Working across narrative film, experimental documentary, and video, Ella Turner-Bridger has created eccentric moving images for the show. In one of them, the camera slowly pans through a garden, fixating on a sunbathing woman from different angles, fixating on the sun, fixating on an airplane flying by in the sky. The title, Fishing In The Devil’s Punch Bowl, ofc, only makes it more enigmatic. 

“I’m drawn to the ordinary, the strange, and the sublime:

Intergalactic light beams,

Sun-burnt Brits,

Rolling deserts,

The red hot sun of a Spaghetti Western,

Meteors,

Rocky mountain ranges,

Clouds,

Lands shrouded in mist,

Planets,

Portals,

The moon,

Folk horror,

Sci-Fi dystopian,

Aliens.”

https://www.ucl.ac.uk/slade/shows/2020/ba_bfa/turner-bridger

Ella Turner-Bridger, still from Fishing In The Devil's Punchbowl, 2020, HD video, 15 mins.


Yage Guo

Because of her interest in the idea of “moment”, Yage Guo’s approach to painting is to capture a sense of time.  She poetically illustrates this practice as “A slice of time that holds the transition from one state to its counterpart. From here to there, from connected to disconnected, from stillness to movement, from presence to void…” A summer bouquet, a reflection in Balenciaga-like fashion goggles. She explains how this undefined state enthrals her as she perceives “sentimental moments from specific subject matters: the melancholic adolescents concerned about the future; cars; the life of flowers; forest; Screenshots of films… They carry a sense of fragility and imperfectness.” She makes clear that it is not about the object or the creature itself, “but a representational image of it evocated my feelings at a specific time/scenario. I perceive these fading moments with a consciousness of distance and a non-interactive intention. The distant way of seeing is similar to the observation in the action of painting.”

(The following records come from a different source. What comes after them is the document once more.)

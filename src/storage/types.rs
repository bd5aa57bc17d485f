use chrono::{DateTime, Utc};

/// One object in a bucket listing.
#[derive(Debug, Clone, PartialEq)]
pub struct RemoteObject {
    pub name: String,
    pub updated_at: DateTime<Utc>,
}

/// Parameters forwarded with an upload.
#[derive(Debug, Clone)]
pub struct UploadOptions {
    /// Sent as the `content-type` header; `None` lets the store pick.
    pub content_type: Option<String>,
    /// Browser cache lifetime in seconds, sent as `cache-control: max-age=N`.
    pub cache_control: String,
    /// Whether an existing object under the same key may be overwritten.
    pub upsert: bool,
}

impl Default for UploadOptions {
    fn default() -> Self {
        Self {
            content_type: None,
            cache_control: "3600".to_string(),
            upsert: false,
        }
    }
}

https://www.ucl.ac.uk/slade/shows/2020/ba_bfa/guo

Yage Guo, City of desire of love, 2020, oil on canvas, 210 x 170cm.


Francisca Sosa López

torre del silencio, Francisca Sosa López, 2020, acrylic, graphite, pastels, markers, charcoal, pen and gouache on discarded paper and cardboard 56 x 61 x 5cm.

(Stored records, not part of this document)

#[cfg(test)]
mod tests {
    use super::*;

    use std::io::{Read, Write};
    use std::net::{TcpListener, TcpStream};
    use std::thread;

    use chrono::TimeZone;

    fn store() -> SupabaseStore {
        SupabaseStore::new("https://example.supabase.co", "key".to_string()).unwrap()
    }

    #[test]
    fn test_new_rejects_garbage_endpoint() {
        let err = SupabaseStore::new("not a url", "key".to_string()).unwrap_err();
        assert!(matches!(err, StorageError::InvalidEndpoint(_)));
    }

    #[test]
    fn test_new_rejects_non_http_scheme() {
        let err = SupabaseStore::new("ftp://example.com", "key".to_string()).unwrap_err();
        assert!(matches!(err, StorageError::InvalidEndpoint(_)));
    }

    #[test]
    fn test_trailing_slash_is_normalized() {
        let store = SupabaseStore::new("https://example.supabase.co/", "key".to_string()).unwrap();
        assert_eq!(
            store.list_url("posts"),
            "https://example.supabase.co/storage/v1/object/list/posts"
        );
    }

    #[test]
    fn test_url_shapes() {
        let store = store();
        assert_eq!(
            store.list_url("posts"),
            "https://example.supabase.co/storage/v1/object/list/posts"
        );
        assert_eq!(
            store.object_url("images", "photo.png"),
            "https://example.supabase.co/storage/v1/object/images/photo.png"
        );
        assert_eq!(
            store.bucket_url("images"),
            "https://example.supabase.co/storage/v1/object/images"
        );
    }

    #[test]
    fn test_debug_omits_service_key() {
        let store =
            SupabaseStore::new("https://example.supabase.co", "sekrit-123".to_string()).unwrap();
        let rendered = format!("{:?}", store);
        assert!(!rendered.contains("sekrit-123"));
        assert!(rendered.contains("base_url"));
    }

    #[test]
    fn test_listing_row_decodes_full_shape() {
        let body = r#"[{
            "name": "hello-world.md",
            "id": "b92cb569-4b37-4e65-9a45-6e4a8f3c21de",
            "updated_at": "2024-01-15T10:30:00.000Z",
            "created_at": "2024-01-10T08:00:00.000Z",
            "last_accessed_at": "2024-01-15T10:30:00.000Z",
            "metadata": {"size": 2048, "mimetype": "text/markdown"}
        }]"#;
        let rows: Vec<ObjectRow> = serde_json::from_str(body).unwrap();
        assert_eq!(rows.len(), 1);
        assert_eq!(rows[0].name, "hello-world.md");
        assert_eq!(
            rows[0].updated_at.unwrap(),
            Utc.with_ymd_and_hms(2024, 1, 15, 10, 30, 0).unwrap()
        );
    }

    #[test]
    fn test_listing_row_tolerates_folder_placeholder() {
        let body = r#"[{"name": "drafts", "id": null, "updated_at": null}]"#;
        let rows: Vec<ObjectRow> = serde_json::from_str(body).unwrap();
        assert_eq!(rows[0].name, "drafts");
        assert!(rows[0].id.is_none());
        assert!(rows[0].updated_at.is_none());
    }

    #[test]
    fn test_extract_error_message_from_json_body() {
        let body = r#"{"statusCode":"409","error":"Duplicate","message":"The resource already exists"}"#;
        assert_eq!(extract_error_message(body), "The resource already exists");
    }

    #[test]
    fn test_extract_error_message_passthrough() {
        assert_eq!(extract_error_message("<html>nope</html>"), "<html>nope</html>");
        assert_eq!(
            extract_error_message(r#"{"error":"no message field"}"#),
            r#"{"error":"no message field"}"#
        );
    }

    /// One page of listing rows, shaped like the real endpoint's output.
    fn listing_page(start: usize, count: usize) -> String {
        let rows: Vec<serde_json::Value> = (start..start + count)
            .map(|i| {
                json!({
                    "name": format!("post-{i:03}.md"),
                    "id": format!("{i:08x}-0000-0000-0000-000000000000"),
                    "updated_at": "2024-01-15T10:30:00.000Z",
                })
            })
            .collect();
        serde_json::Value::Array(rows).to_string()
    }

    /// Serves one scripted page per connection and records each request's
    /// `offset`. Every response says `connection: close`, so the client
    /// opens a fresh connection per page.
    fn spawn_listing_server(pages: Vec<String>) -> (String, thread::JoinHandle<Vec<u64>>) {
        let listener = TcpListener::bind("127.0.0.1:0").unwrap();
        let endpoint = format!("http://{}", listener.local_addr().unwrap());
        let handle = thread::spawn(move || {
            let mut offsets = Vec::new();
            for page in pages {
                let (mut stream, _) = listener.accept().unwrap();
                let body = read_request_body(&mut stream);
                let query: serde_json::Value = serde_json::from_str(&body).unwrap();
                offsets.push(query["offset"].as_u64().unwrap());
                let response = format!(
                    "HTTP/1.1 200 OK\r\ncontent-type: application/json\r\n\
                     content-length: {}\r\nconnection: close\r\n\r\n{}",
                    page.len(),
                    page
                );
                stream.write_all(response.as_bytes()).unwrap();
            }
            offsets
        });
        (endpoint, handle)
    }

    fn read_request_body(stream: &mut TcpStream) -> String {
        let mut raw = Vec::new();
        let mut chunk = [0u8; 1024];
        loop {
            let n = stream.read(&mut chunk).unwrap();
            raw.extend_from_slice(&chunk[..n]);
            if let Some(split) = raw.windows(4).position(|w| w == b"\r\n\r\n") {
                let headers = String::from_utf8_lossy(&raw[..split]).to_lowercase();
                let length: usize = headers
                    .lines()
                    .find_map(|line| line.strip_prefix("content-length:"))
                    .map(|v| v.trim().parse().unwrap())
                    .unwrap_or(0);
                let body_start = split + 4;
                if raw.len() >= body_start + length {
                    let body = &raw[body_start..body_start + length];
                    return String::from_utf8_lossy(body).into_owned();
                }
            }
            assert!(n > 0, "connection closed before the request arrived");
        }
    }

    #[tokio::test]
    async fn test_list_walks_pages_until_a_short_one() {
        let pages = vec![
            listing_page(0, LIST_PAGE_SIZE),
            listing_page(LIST_PAGE_SIZE, 1),
        ];
        let (endpoint, server) = spawn_listing_server(pages);
        let store = SupabaseStore::new(&endpoint, "key".to_string()).unwrap();

        let objects = store.list("posts").await.unwrap();

        assert_eq!(objects.len(), LIST_PAGE_SIZE + 1);
        assert_eq!(objects.first().unwrap().name, "post-000.md");
        assert_eq!(objects.last().unwrap().name, "post-100.md");
        assert_eq!(server.join().unwrap(), [0, 100]);
    }

    #[tokio::test]
    async fn test_stalled_request_times_out() {
        // Bound but never accepted: the connect succeeds, then nothing.
        let listener = TcpListener::bind("127.0.0.1:0").unwrap();
        let endpoint = format!("http://{}", listener.local_addr().unwrap());
        let store =
            SupabaseStore::with_timeout(&endpoint, "key".to_string(), Duration::from_millis(200))
                .unwrap();

        let result = tokio::time::timeout(Duration::from_secs(5), store.list("posts")).await;
        let err = result.expect("the request must fail, not hang").unwrap_err();
        assert!(matches!(err, StorageError::Transport { operation: "list", .. }));
    }
}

In a wide range of media, Francisca’s practice is based on the complicated relationship she has with her home country Venezuela. She explains how “Reflecting on issues concerning Venezuela, I produce work based on my personal feelings, reactions, disappointments and affections to my country. I think about a memory or play a certain song that gives way to a particular feeling and I try to catch it through gestures and color. I use mark making to portray my instincts while writing letters gives me the space to organize my thoughts and share specific ideas.” Ranging from expressive forms on burlap to canvas and from tick textures on cardboard to written letters about change, she expresses how this use of different surfaces allow her to use materiality as another form of expression. “I shift from paper, to fabrics from home, to more recently, creating surfaces from discarded material as an attempt to have a more sustainable practice whilst exploring the idea of reconstruction. The concept of making something beautiful from accumulated trash is a repeated action that I use as practice for when we can pick up the debris, and re-build Venezuela.”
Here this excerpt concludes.